Die Morde stehen dieses Mal eher im Hintergrund und passieren fast zufällig. „Der erste Tote, den ich sah, den ich nicht selbst umgebracht hatte“. Denn neben seiner Pilgerei muss Björn noch um sein Leben fürchten. Wähnt er sich doch von einem Chinesen verfolgt. Das Ende fand ich ein wenig weit hergeholt, aber es hat gut zur Handlung gepasst.

 

Kurze, schnelle Kapitel machen das Buch zu einem rasanten Lesegenuss, das man gar nicht mehr aus der Hand legen mag.

 

Fazit: Nachdem ich in Band 2 ein paar Dinge too much (so viele Morde) fand, gefiel mir Band 3 wieder sehr viel besser. 

 

 

 


Björn Diemels Probleme sind nicht kleiner geworden nachdem er Mafiaboss Dragan ermordet hat. Deshalb begibt er sich erneut in die fachkundigen Hände von Psychotherapeut Joschka Breitner.

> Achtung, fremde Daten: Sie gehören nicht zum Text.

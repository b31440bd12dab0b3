//! Arbitrary-precision integer helpers shared by the rest of the engine.
//!
//! The heavy lifting is `num-bigint`/`num-integer`; this module only adds the
//! handful of operations the Bleichenbacher search needs and that aren't a
//! direct method call: a modular inverse that returns `Result` instead of
//! looping forever on a non-invertible input, and fixed-width big-endian
//! serialization that matches the PKCS#1 block-size convention.

use num_bigint::{BigInt, Sign};
use num_integer::Integer;
use num_traits::{One, Zero};

use crate::error::AttackError;

/// `a^-1 mod m`, via the same iterative extended-Euclidean loop the rest of
/// this codebase's ancestry uses, generalized to fail instead of spin when
/// `gcd(a, m) != 1`.
pub fn mod_inverse(a: &BigInt, m: &BigInt) -> Result<BigInt, AttackError> {
    if m.is_one() {
        return Ok(BigInt::zero());
    }

    let m_orig = m.clone();
    let (mut a, mut m, mut x, mut inv) = (a.clone(), m_orig.clone(), BigInt::zero(), BigInt::one());

    while a > BigInt::one() {
        if m.is_zero() {
            return Err(AttackError::NotInvertible);
        }
        let (div, rem) = a.div_rem(&m);
        inv -= div * &x;
        a = rem;
        std::mem::swap(&mut a, &mut m);
        std::mem::swap(&mut x, &mut inv);
    }

    if a != BigInt::one() {
        return Err(AttackError::NotInvertible);
    }

    while inv < BigInt::zero() {
        inv += &m_orig;
    }

    Ok(inv)
}

/// Ceiling division for non-negative `x`, positive `y`: `ceil(x / y)`.
pub fn ceil_div(x: &BigInt, y: &BigInt) -> BigInt {
    x.div_ceil(y)
}

/// Floor division for non-negative `x`, positive `y`: `floor(x / y)`.
pub fn floor_div(x: &BigInt, y: &BigInt) -> BigInt {
    x.div_floor(y)
}

/// Serialize `v` as exactly `width` big-endian bytes, left-padded with
/// zeros. Fails if `v` is negative or does not fit in `width` bytes.
pub fn to_fixed_width_bytes(v: &BigInt, width: usize) -> Result<Vec<u8>, AttackError> {
    if v.sign() == Sign::Minus {
        return Err(AttackError::InputTooLarge {
            expected_bytes: width,
            actual_bytes: 0,
        });
    }
    let (_, be) = v.to_bytes_be();
    if be.len() > width {
        return Err(AttackError::InputTooLarge {
            expected_bytes: width,
            actual_bytes: be.len(),
        });
    }
    let mut out = vec![0u8; width - be.len()];
    out.extend_from_slice(&be);
    Ok(out)
}
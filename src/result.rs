//! The result extractor (§4.5): what a successful attack hands back.

use num_bigint::BigInt;

/// The outcome of a successful attack run.
#[derive(Debug, Clone)]
pub struct AttackOutcome {
    /// The recovered plaintext, as an integer.
    pub solution_int: BigInt,
    /// The recovered plaintext's big-endian encoding, leading zeros
    /// stripped. Still includes the `0x00 0x02 ... 0x00` PKCS#1 v1.5
    /// framing; unwrapping that framing is a caller concern (§4.5).
    pub solution_bytes: Vec<u8>,
    /// The blinding multiplier found in step 1 (`1` if blinding was
    /// skipped because the target was already conformant).
    pub s0: BigInt,
    /// Number of step-4 iterations performed.
    pub iterations: u64,
    /// Total oracle queries issued over the run.
    pub oracle_queries: u64,
}

impl AttackOutcome {
    pub fn new(solution_int: BigInt, s0: BigInt, iterations: u64, oracle_queries: u64) -> Self {
        let solution_bytes = solution_int.to_bytes_be().1;
        Self {
            solution_int,
            solution_bytes,
            s0,
            iterations,
            oracle_queries,
        }
    }
}
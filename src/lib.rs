//! Core cryptanalytic engine for a Bleichenbacher-style adaptive
//! chosen-ciphertext attack against RSA PKCS#1 v1.5 encryption.
//!
//! This crate recovers the plaintext behind an RSA ciphertext given
//! access to a padding-validity oracle: something that, for a candidate
//! ciphertext, reports whether it decrypts to a PKCS#1 v1.5 type-2
//! conformant plaintext. It does not perform any network I/O, TLS
//! handshaking, or X.509 parsing itself — those are the concern of
//! whatever harness supplies an `Oracle` implementation.

pub mod bigint;
pub mod builder;
pub mod config;
pub mod engine;
pub mod error;
pub mod interval;
pub mod oracle;
pub mod result;

pub use config::EngineConfig;
pub use engine::AttackEngine;
pub use error::{AttackError, CancelReason, OracleError};
pub use oracle::{CiphertextOracle, Oracle, PlaintextOracle, PublicKey};
pub use result::AttackOutcome;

Der überzeugt ihn davon, dass seine Schwierigkeiten in seiner Kindheit begraben lagen und dass sich Björn nun damit auseinandersetzen soll. Gesagt – getan. Nur will das Kind in ihm manchmal etwas ganz Anderes als er, denn Björn hat sich geschworen, nicht mehr morden zu wollen. Und dieser Vorsatz erfordert erneut seine komplette Kreativität. Denn irgendwie entgleiten ihm gerade wieder so einige Dinge.

 

Schon Band 1 fand ich sehr amüsant, Band 2 kann da gut mithalten. Dusse hat so seinen ganz eigenen Humor. Die Idee, alles auf das innere Kind zu schieben, ist sehr witzig und auch die Dialoge zwischen Kind und Diemel manchmal sehr zum Schmunzeln. Denn eigentlich kann Björn ja gar nichts dafür, dass er von einem Mist in den nächsten stolpert. Er löst ja nur weiter seine Probleme – und halst sich immer neue auf.

 

Jetzt wird er auch noch erpresst! Doch wer kann von seinen Taten wissen? Mit viel Raffinesse mogelt er sich weiter so durch und ganz klar: es ist keine Frage ob er davonkommt, die Frage ist schlicht und einfach: Wie?

Das Wiedersehen mit den ganzen Charakteren aus „Achtsam morden“ hat viel Spaß gemacht.

 

Fazit: Wer auf schwarzen Humor steht, ist auch in der Fortsetzung von „Achtsam morden“ wieder sehr gut aufgehoben, wenn das Buch auch etwas zahmer ist als Band 1.